[Start of section]

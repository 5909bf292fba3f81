// Copyright (c) 2024-2026 Martin Schröder <info@swedishembedded.com>
//
// SPDX-License-Identifier: Apache-2.0
use thiserror::Error;

/// Coarse classification of a provider failure.  The task driver selects its
/// recovery policy from this kind alone, never from message text.
#[derive(Debug, Clone, Copy, PartialEq, Eq)]
pub enum ProviderErrorKind {
    /// Invalid or expired credentials — never auto-retried.
    Auth,
    /// Insufficient credits — never auto-retried.
    Balance,
    /// The request exceeded the model's context window.  Recovered once by
    /// aggressive truncation, then surfaced.
    ContextWindowExceeded,
    RateLimit,
    Other,
}

/// A tagged provider failure.
#[derive(Debug, Clone, Error)]
#[error("{message}")]
pub struct ProviderError {
    pub kind: ProviderErrorKind,
    /// HTTP status when the failure came from an HTTP response.
    pub status: Option<u16>,
    pub retryable: bool,
    pub message: String,
}

impl ProviderError {
    pub fn new(kind: ProviderErrorKind, message: impl Into<String>) -> Self {
        let retryable = matches!(
            kind,
            ProviderErrorKind::RateLimit | ProviderErrorKind::Other
        );
        Self {
            kind,
            status: None,
            retryable,
            message: message.into(),
        }
    }

    pub fn with_status(mut self, status: u16) -> Self {
        self.status = Some(status);
        self
    }

    pub fn auth(message: impl Into<String>) -> Self {
        Self::new(ProviderErrorKind::Auth, message)
    }

    pub fn balance(message: impl Into<String>) -> Self {
        Self::new(ProviderErrorKind::Balance, message)
    }

    pub fn context_window_exceeded(message: impl Into<String>) -> Self {
        Self::new(ProviderErrorKind::ContextWindowExceeded, message)
    }

    pub fn rate_limit(message: impl Into<String>) -> Self {
        Self::new(ProviderErrorKind::RateLimit, message)
    }

    pub fn other(message: impl Into<String>) -> Self {
        Self::new(ProviderErrorKind::Other, message)
    }

    pub fn is_context_window_exceeded(&self) -> bool {
        self.kind == ProviderErrorKind::ContextWindowExceeded
    }
}

// ─── Unit tests ──────────────────────────────────────────────────────────────

#[cfg(test)]
mod tests {
    use super::*;

    #[test]
    fn auth_and_balance_are_not_retryable() {
        assert!(!ProviderError::auth("bad key").retryable);
        assert!(!ProviderError::balance("no credits").retryable);
    }

    #[test]
    fn rate_limit_and_other_are_retryable() {
        assert!(ProviderError::rate_limit("429").retryable);
        assert!(ProviderError::other("boom").retryable);
    }

    #[test]
    fn context_window_kind_is_detected() {
        let e = ProviderError::context_window_exceeded("too long");
        assert!(e.is_context_window_exceeded());
        assert!(!e.retryable);
    }

    #[test]
    fn status_is_attached() {
        let e = ProviderError::rate_limit("slow down").with_status(429);
        assert_eq!(e.status, Some(429));
    }

    #[test]
    fn display_is_the_message() {
        let e = ProviderError::other("boom");
        assert_eq!(e.to_string(), "boom");
    }
}
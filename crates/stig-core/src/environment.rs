// Copyright (c) 2024-2026 Martin Schröder <info@swedishembedded.com>
//
// SPDX-License-Identifier: Apache-2.0
//! Builds the textual environment preamble attached to each user turn.
//!
//! The builder is pure over a snapshot of its inputs; anything slow or
//! racy (letting a busy terminal settle, enumerating a large workspace)
//! happens in the [`EnvironmentProvider`] that produces the snapshot, where
//! it can be time-boxed without blocking the engine.

use std::path::PathBuf;

use async_trait::async_trait;
use chrono::{DateTime, FixedOffset};

use stig_tools::IgnoreController;

/// State of one integrated terminal at snapshot time.
#[derive(Debug, Clone, Default)]
pub struct TerminalSnapshot {
    pub id: u32,
    pub busy: bool,
    pub last_command: String,
    pub unread_output: String,
}

/// Everything the builder needs, gathered in advance.
#[derive(Debug, Clone)]
pub struct EnvironmentSnapshot {
    pub workspace_root: PathBuf,
    pub visible_files: Vec<PathBuf>,
    pub open_tabs: Vec<PathBuf>,
    pub terminals: Vec<TerminalSnapshot>,
    pub recently_modified: Vec<PathBuf>,
    pub now: DateTime<FixedOffset>,
    /// Pre-rendered workspace listing; only attached on the first turn.
    pub file_listing: Option<String>,
    /// Git remotes; only attached on the first turn.
    pub git_remotes: Vec<String>,
}

impl Default for EnvironmentSnapshot {
    fn default() -> Self {
        Self {
            workspace_root: PathBuf::from("."),
            visible_files: Vec::new(),
            open_tabs: Vec::new(),
            terminals: Vec::new(),
            recently_modified: Vec::new(),
            now: DateTime::parse_from_rfc3339("2026-01-01T00:00:00+00:00").unwrap(),
            file_listing: None,
            git_remotes: Vec::new(),
        }
    }
}

/// Gathers an [`EnvironmentSnapshot`].  Implementations may block briefly
/// (e.g. up to ~15 s waiting for a busy terminal's output to settle) but
/// must give up gracefully rather than wedge the turn.
#[async_trait]
pub trait EnvironmentProvider: Send + Sync {
    async fn snapshot(&self, include_file_details: bool) -> EnvironmentSnapshot;
}

/// A fixed snapshot, for tests and headless runs.
#[derive(Debug, Default)]
pub struct StaticEnvironment {
    pub snapshot: EnvironmentSnapshot,
}

#[async_trait]
impl EnvironmentProvider for StaticEnvironment {
    async fn snapshot(&self, include_file_details: bool) -> EnvironmentSnapshot {
        let mut snap = self.snapshot.clone();
        if !include_file_details {
            snap.file_listing = None;
            snap.git_remotes = Vec::new();
        }
        snap
    }
}

/// Render the environment details block for one turn.
pub fn build_environment_details(
    snap: &EnvironmentSnapshot,
    ignore: &IgnoreController,
    include_file_details: bool,
    context_tokens: usize,
    context_window: usize,
) -> String {
    let mut out = String::from("<environment_details>\n");

    out.push_str("# Visible Files\n");
    push_path_list(&mut out, &ignore.filter_paths(&snap.visible_files));

    out.push_str("\n# Open Tabs\n");
    push_path_list(&mut out, &ignore.filter_paths(&snap.open_tabs));

    let busy: Vec<&TerminalSnapshot> = snap.terminals.iter().filter(|t| t.busy).collect();
    let idle: Vec<&TerminalSnapshot> = snap
        .terminals
        .iter()
        .filter(|t| !t.busy && !t.unread_output.is_empty())
        .collect();
    if !busy.is_empty() {
        out.push_str("\n# Actively Running Terminals\n");
        for t in busy {
            out.push_str(&format!("## Terminal {} (command: `{}`)\n", t.id, t.last_command));
            if !t.unread_output.is_empty() {
                out.push_str(&format!("### New Output\n{}\n", t.unread_output.trim_end()));
            }
        }
    }
    if !idle.is_empty() {
        out.push_str("\n# Inactive Terminals With Completed Process Output\n");
        for t in idle {
            out.push_str(&format!(
                "## Terminal {} (command: `{}`)\n### New Output\n{}\n",
                t.id,
                t.last_command,
                t.unread_output.trim_end()
            ));
        }
    }

    if !snap.recently_modified.is_empty() {
        out.push_str("\n# Recently Modified Files\n");
        push_path_list(&mut out, &ignore.filter_paths(&snap.recently_modified));
    }

    out.push_str(&format!(
        "\n# Current Time\n{}\n",
        snap.now.format("%Y-%m-%d %H:%M:%S %:z")
    ));

    if include_file_details {
        out.push_str(&format!(
            "\n# Current Working Directory ({}) Files\n",
            snap.workspace_root.display()
        ));
        match &snap.file_listing {
            Some(listing) if !listing.is_empty() => {
                out.push_str(listing.trim_end());
                out.push('\n');
            }
            _ => out.push_str("(empty or not enumerated)\n"),
        }
        if !snap.git_remotes.is_empty() {
            out.push_str("\n# Git Remote URLs\n");
            for remote in &snap.git_remotes {
                out.push_str(remote);
                out.push('\n');
            }
        }
    }

    let percent = if context_window == 0 {
        0.0
    } else {
        (context_tokens as f64 / context_window as f64) * 100.0
    };
    out.push_str(&format!(
        "\n# Context Window Usage\n{} / {} tokens used ({:.0}%)\n",
        context_tokens, context_window, percent
    ));

    out.push_str("</environment_details>");
    out
}

fn push_path_list(out: &mut String, paths: &[PathBuf]) {
    if paths.is_empty() {
        out.push_str("(No files)\n");
        return;
    }
    for p in paths {
        out.push_str(&p.to_string_lossy());
        out.push('\n');
    }
}

// ─── Unit tests ──────────────────────────────────────────────────────────────

#[cfg(test)]
mod tests {
    use super::*;

    fn snapshot() -> EnvironmentSnapshot {
        EnvironmentSnapshot {
            workspace_root: PathBuf::from("/work/repo"),
            visible_files: vec![PathBuf::from("src/main.rs")],
            open_tabs: vec![PathBuf::from("src/main.rs"), PathBuf::from("Cargo.toml")],
            terminals: vec![
                TerminalSnapshot {
                    id: 1,
                    busy: true,
                    last_command: "cargo watch".into(),
                    unread_output: "Compiling stig".into(),
                },
                TerminalSnapshot {
                    id: 2,
                    busy: false,
                    last_command: "ls".into(),
                    unread_output: "Cargo.toml\nsrc".into(),
                },
            ],
            recently_modified: vec![PathBuf::from("src/lib.rs")],
            file_listing: Some("Cargo.toml\nsrc/main.rs".into()),
            git_remotes: vec!["origin: git@example.com:w/repo.git".into()],
            ..Default::default()
        }
    }

    #[test]
    fn sections_appear_in_order() {
        let details =
            build_environment_details(&snapshot(), &IgnoreController::default(), true, 100, 1000);
        let visible = details.find("# Visible Files").unwrap();
        let tabs = details.find("# Open Tabs").unwrap();
        let time = details.find("# Current Time").unwrap();
        let usage = details.find("# Context Window Usage").unwrap();
        assert!(visible < tabs && tabs < time && time < usage);
        assert!(details.starts_with("<environment_details>"));
        assert!(details.ends_with("</environment_details>"));
    }

    #[test]
    fn busy_and_idle_terminals_are_separated() {
        let details =
            build_environment_details(&snapshot(), &IgnoreController::default(), false, 0, 1000);
        assert!(details.contains("# Actively Running Terminals"));
        assert!(details.contains("cargo watch"));
        assert!(details.contains("# Inactive Terminals With Completed Process Output"));
    }

    #[test]
    fn first_turn_includes_listing_and_remotes() {
        let details =
            build_environment_details(&snapshot(), &IgnoreController::default(), true, 0, 1000);
        assert!(details.contains("# Current Working Directory (/work/repo) Files"));
        assert!(details.contains("# Git Remote URLs"));
    }

    #[test]
    fn later_turns_omit_listing() {
        let details =
            build_environment_details(&snapshot(), &IgnoreController::default(), false, 0, 1000);
        assert!(!details.contains("# Current Working Directory"));
        assert!(!details.contains("# Git Remote URLs"));
    }

    #[test]
    fn ignored_paths_are_filtered_from_every_list() {
        let ignore = IgnoreController::from_patterns(["src/main.rs"]);
        let details = build_environment_details(&snapshot(), &ignore, false, 0, 1000);
        assert!(!details.contains("src/main.rs"));
        assert!(details.contains("Cargo.toml"));
    }

    #[test]
    fn context_usage_shows_percentage() {
        let details = build_environment_details(
            &EnvironmentSnapshot::default(),
            &IgnoreController::default(),
            false,
            500,
            1000,
        );
        assert!(details.contains("500 / 1000 tokens used (50%)"));
    }

    #[test]
    fn empty_lists_render_placeholder() {
        let details = build_environment_details(
            &EnvironmentSnapshot::default(),
            &IgnoreController::default(),
            false,
            0,
            0,
        );
        assert!(details.contains("(No files)"));
    }
}
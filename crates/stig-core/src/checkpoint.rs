// Copyright (c) 2024-2026 Martin Schröder <info@swedishembedded.com>
//
// SPDX-License-Identifier: Apache-2.0
use async_trait::async_trait;

/// What a restore touches.
#[derive(Debug, Clone, Copy, PartialEq, Eq)]
pub enum RestoreMode {
    /// Truncate the message log and transcript only.
    Task,
    /// Revert workspace files only.
    Workspace,
    /// Both of the above.
    Both,
}

/// Shadow-VCS snapshots of the workspace, tied to message timestamps.
/// Opaque to the driver beyond this contract.
#[async_trait]
pub trait CheckpointManager: Send + Sync {
    async fn initialize(&self) -> anyhow::Result<()>;

    /// Commit the current workspace state; returns the commit hash.
    async fn commit(&self) -> anyhow::Result<String>;

    async fn save_checkpoint(
        &self,
        is_completion: bool,
        message_ts: Option<u64>,
    ) -> anyhow::Result<()>;

    async fn latest_completion_has_new_changes(&self) -> anyhow::Result<bool>;

    async fn restore(
        &self,
        message_ts: u64,
        mode: RestoreMode,
        offset: Option<u32>,
    ) -> anyhow::Result<()>;
}

/// Checkpointing disabled: every operation succeeds and does nothing.
pub struct NoopCheckpoints;

#[async_trait]
impl CheckpointManager for NoopCheckpoints {
    async fn initialize(&self) -> anyhow::Result<()> {
        Ok(())
    }

    async fn commit(&self) -> anyhow::Result<String> {
        Ok(String::new())
    }

    async fn save_checkpoint(
        &self,
        _is_completion: bool,
        _message_ts: Option<u64>,
    ) -> anyhow::Result<()> {
        Ok(())
    }

    async fn latest_completion_has_new_changes(&self) -> anyhow::Result<bool> {
        Ok(false)
    }

    async fn restore(
        &self,
        _message_ts: u64,
        _mode: RestoreMode,
        _offset: Option<u32>,
    ) -> anyhow::Result<()> {
        Ok(())
    }
}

[End of section]

Look through the records above and please copy every line in which the string "IgnoreController" occurs.

use stig_tools::IgnoreController;
    ignore: &IgnoreController,
            build_environment_details(&snapshot(), &IgnoreController::default(), true, 100, 1000);
            build_environment_details(&snapshot(), &IgnoreController::default(), false, 0, 1000);
            build_environment_details(&snapshot(), &IgnoreController::default(), true, 0, 1000);
            build_environment_details(&snapshot(), &IgnoreController::default(), false, 0, 1000);
        let ignore = IgnoreController::from_patterns(["src/main.rs"]);
            &IgnoreController::default(),
            &IgnoreController::default(),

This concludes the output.